Rise of the Asian Economies
For most of the past 40 years, no region of the world has been more economically dynamic than Asia. This economic growth transformed the patterns of world trade, lifted millions out of absolute poverty, and so captivated the attention of Western economists and business leaders that it was commonplace by the early 1990s to refer to the economic achievements of these countries as the “East Asian miracle.”
The nature of this apparent miracle changed dramatically over the course of the 1990s as the most advanced economy in the region, Japan, suffered a sharp growth slowdown, and a number of the other "miracle" economies were engulfed in a regional economic crisis in the latter half of the decade. These events highlighted weaknesses in the East Asian growth model that had been hidden during the boom years.
Despite these economic problems, accelerating growth in the world's most populous countries, China and India, helped sustain regional progress and kept global attention focused on economic growth in Asia through the 2000s and 2010s, even though the growth and the international attention were largely concentrated in a different set of countries. However, new worries about Chinese economic growth have emerged in recent years. Is China's growth miracle slowing down? How does the economic history of Asia's more advanced economies inform our view of the future economic prospects for India and China? In what ways are China and India pursuing a different path to economic development than that taken by their predecessors? The United States has long played an important role in Asia as an investor, customer, and key ally of important nations in the region. How will the policies of the new Biden Administration shape these important relationships and the future evolution of the region? We will seek to address all of these questions.
This course is designed to provide future business leaders and policymakers with the essential knowledge necessary to evaluate economic opportunities and risks in Asia. The course will use analytical tools drawn from several fields of economics and finance as well as guest lectures by outside experts to focus on the key strengths that sustained economic growth in Asia for decades, the weaknesses that undermined that growth in the 1990s, and what lies ahead. Considerable attention will be paid to recent developments in India and China and the prospects for continued growth in these economies over the next decade. The course will also focus on the sharp changes in American economic and foreign policy adopted by the Trump Administration with respect to Asia, further expected changes in U.S.-Asia policy under the Biden Administration, and the likely impact of these policies on the region and on U.S.-Asia relations.

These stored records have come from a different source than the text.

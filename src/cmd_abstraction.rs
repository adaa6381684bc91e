//! Local process execution behind a trait so transports can be tested with mocks.

use anyhow::{Context, Result};
use async_trait::async_trait;
use std::process::Stdio;
use tokio::io::AsyncWriteExt;
use tokio::process::Command;

#[cfg(test)]
use mockall::automock;

/// Output from command execution
#[derive(Debug, Clone, Default)]
pub struct CommandOutput {
    pub stdout: String,
    pub stderr: String,
    /// Whether the command exited with code 0
    pub success: bool,
    pub code: Option<i32>,
}

impl CommandOutput {
    pub fn ok(stdout: impl Into<String>) -> Self {
        Self {
            stdout: stdout.into(),
            stderr: String::new(),
            success: true,
            code: Some(0),
        }
    }

    pub fn failed(code: i32, stderr: impl Into<String>) -> Self {
        Self {
            stdout: String::new(),
            stderr: stderr.into(),
            success: false,
            code: Some(code),
        }
    }
}

/// Runs local programs (`ssh`, `scp`).
///
/// An error means the program could not be started. A program that ran and exited
/// non-zero is reported through [`CommandOutput::success`].
#[cfg_attr(test, automock)]
#[async_trait]
pub trait CommandExecutor: Send + Sync {
    async fn execute(&self, cmd: &str, args: &[String]) -> Result<CommandOutput>;

    /// Execute a command and feed `stdin` to it.
    async fn execute_with_stdin(
        &self,
        cmd: &str,
        args: &[String],
        stdin: &str,
    ) -> Result<CommandOutput>;
}

#[derive(Debug, Clone, Default)]
pub struct RealCommandExecutor;

impl RealCommandExecutor {
    pub fn new() -> Self {
        Self
    }
}

fn to_output(output: std::process::Output) -> CommandOutput {
    CommandOutput {
        stdout: String::from_utf8_lossy(&output.stdout).to_string(),
        stderr: String::from_utf8_lossy(&output.stderr).to_string(),
        success: output.status.success(),
        code: output.status.code(),
    }
}

#[async_trait]
impl CommandExecutor for RealCommandExecutor {
    async fn execute(&self, cmd: &str, args: &[String]) -> Result<CommandOutput> {
        let output = Command::new(cmd)
            .args(args)
            .stdin(Stdio::null())
            .stdout(Stdio::piped())
            .stderr(Stdio::piped())
            .output()
            .await
            .with_context(|| format!("Failed to run {}", cmd))?;
        Ok(to_output(output))
    }

    async fn execute_with_stdin(
        &self,
        cmd: &str,
        args: &[String],
        stdin_data: &str,
    ) -> Result<CommandOutput> {
        let mut child = Command::new(cmd)
            .args(args)
            .stdin(Stdio::piped())
            .stdout(Stdio::piped())
            .stderr(Stdio::piped())
            .spawn()
            .with_context(|| format!("Failed to spawn {}", cmd))?;

        if let Some(mut stdin) = child.stdin.take() {
            stdin.write_all(stdin_data.as_bytes()).await?;
            stdin.shutdown().await?;
        }

        let output = child.wait_with_output().await?;
        Ok(to_output(output))
    }
}

/// mockall does not cope with `&[&str]` lifetimes, so the trait takes `&[String]`.
pub fn args_to_strings(args: &[&str]) -> Vec<String> {
    args.iter().map(|s| s.to_string()).collect()
}
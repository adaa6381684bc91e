//! Resource ids and dependency categories for one provisioning run.
//!
//! A category collects resources that others may depend on as a group (every firewall
//! resource, for example). Once a category has been claimed its member list is frozen:
//! a later registration would silently be missing from the claimer's dependencies.

use anyhow::Result;
use std::collections::{BTreeMap, BTreeSet};

use crate::error::ProvisionError;

#[derive(Debug, Default)]
struct Category {
    members: Vec<String>,
    claimed_by: Option<String>,
}

#[derive(Debug, Default)]
pub struct Registry {
    ids: BTreeSet<String>,
    categories: BTreeMap<String, Category>,
}

impl Registry {
    pub fn new() -> Self {
        Self::default()
    }

    pub fn register_id(&mut self, id: &str) -> Result<()> {
        if !self.ids.insert(id.to_string()) {
            return Err(ProvisionError::DuplicateId(id.to_string()).into());
        }
        Ok(())
    }

    pub fn contains(&self, id: &str) -> bool {
        self.ids.contains(id)
    }

    pub fn add_to_category(&mut self, category: &str, id: &str) -> Result<()> {
        let entry = self.categories.entry(category.to_string()).or_default();
        if let Some(claimed_by) = &entry.claimed_by {
            return Err(ProvisionError::LateCategoryRegistration {
                category: category.to_string(),
                id: id.to_string(),
                claimed_by: claimed_by.clone(),
            }
            .into());
        }
        entry.members.push(id.to_string());
        Ok(())
    }

    /// Members of `category`, freezing it. The first claimer is reported on late registrations.
    pub fn claim(&mut self, category: &str, claimer: &str) -> Result<Vec<String>> {
        match self.categories.get_mut(category) {
            Some(entry) if !entry.members.is_empty() => {
                if entry.claimed_by.is_none() {
                    entry.claimed_by = Some(claimer.to_string());
                }
                Ok(entry.members.clone())
            }
            _ => Err(ProvisionError::UnknownCategory(category.to_string()).into()),
        }
    }
}
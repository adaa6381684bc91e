//! Chain reconciliation against a simulated iptables chain.
//!
//! The simulated chain only knows `-I <pos>` and `-D <pos>`, which is all the
//! reconciliation emits. Whatever the chain held before, the result must be exactly
//! the declared rules, and the declared prefix must be in place after every insert.

use hostward::firewall::chain::{ChainOp, ChainPlan, ChainSpec, RuleItem};
use hostward::firewall::{IpFamily, Rule, Table};
use proptest::prelude::*;

fn apply(chain: &mut Vec<String>, op: &ChainOp) {
    match op {
        ChainOp::Insert { position, rulespec } => chain.insert(position - 1, rulespec.clone()),
        ChainOp::TrimFrom { position } => {
            while chain.len() >= *position {
                chain.remove(position - 1);
            }
        }
    }
}

fn spec(targets: &[String]) -> ChainSpec {
    ChainSpec {
        name: "HOSTWARD-TEST".into(),
        table: Table::Filter,
        already_created: false,
        conntrack_rewrite: false,
        rules_v4: targets.iter().map(|t| RuleItem::Rule(Rule::jump(t.clone()))).collect(),
        rules_v6: Vec::new(),
        depends_on: Vec::new(),
    }
}

proptest! {
    #[test]
    fn test_reconciled_chain_matches_declaration(
        existing in prop::collection::vec("--jump [A-Z]{1,6}", 0..12),
        targets in prop::collection::vec("[A-Z]{1,6}", 0..12),
    ) {
        let plan = ChainPlan::build(&spec(&targets), IpFamily::V4).unwrap();
        let expected: Vec<String> = targets.iter().map(|t| format!("--jump {}", t)).collect();

        let mut chain = existing.clone();
        let mut inserted = 0;
        for op in plan.ops() {
            apply(&mut chain, op);
            if matches!(op, ChainOp::Insert { .. }) {
                inserted += 1;
                prop_assert_eq!(&chain[..inserted], &expected[..inserted]);
                prop_assert_eq!(chain.len(), existing.len() + inserted);
            }
        }
        prop_assert_eq!(chain, expected);
    }

    #[test]
    fn test_reconciliation_is_idempotent(
        targets in prop::collection::vec("[A-Z]{1,6}", 0..12),
    ) {
        let plan = ChainPlan::build(&spec(&targets), IpFamily::V4).unwrap();
        let mut chain = Vec::new();
        for op in plan.ops() {
            apply(&mut chain, op);
        }
        let first = chain.clone();
        for op in plan.ops() {
            apply(&mut chain, op);
        }
        prop_assert_eq!(chain, first);
    }
}

#[test]
fn test_empty_declaration_flushes_chain() {
    let plan = ChainPlan::build(&spec(&[]), IpFamily::V4).unwrap();
    assert_eq!(plan.ops(), &[ChainOp::TrimFrom { position: 1 }]);

    let mut chain = vec!["--jump DROP".to_string(), "--jump ACCEPT".to_string()];
    for op in plan.ops() {
        apply(&mut chain, op);
    }
    assert!(chain.is_empty());
}

#[test]
fn test_families_are_independent() {
    let mut spec = spec(&["ACCEPT".to_string()]);
    spec.rules_v6 = vec![
        RuleItem::Rule(Rule::jump("DROP")),
        RuleItem::Rule(Rule::jump("RETURN")),
    ];
    let v4 = ChainPlan::build(&spec, IpFamily::V4).unwrap();
    let v6 = ChainPlan::build(&spec, IpFamily::V6).unwrap();
    assert_eq!(v4.ops().len(), 2);
    assert_eq!(v6.ops().len(), 3);
    assert!(v6.script().contains("ip6tables -t filter -w -N HOSTWARD-TEST"));
    assert!(!v6.script().contains("iptables "));
}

Students should acquire from this course an understanding of the roots of Asian economic success, the current economic situation in the region, recent changes in U.S. policy and their likely impact, and scenarios for the short to medium run future. More importantly, students will acquire a set of conceptual and analytical tools that they can use to understand the impact and significance of future developments in the region.
There are no pre-requisites for this course. The economics needed for the exams will be taught within the course itself.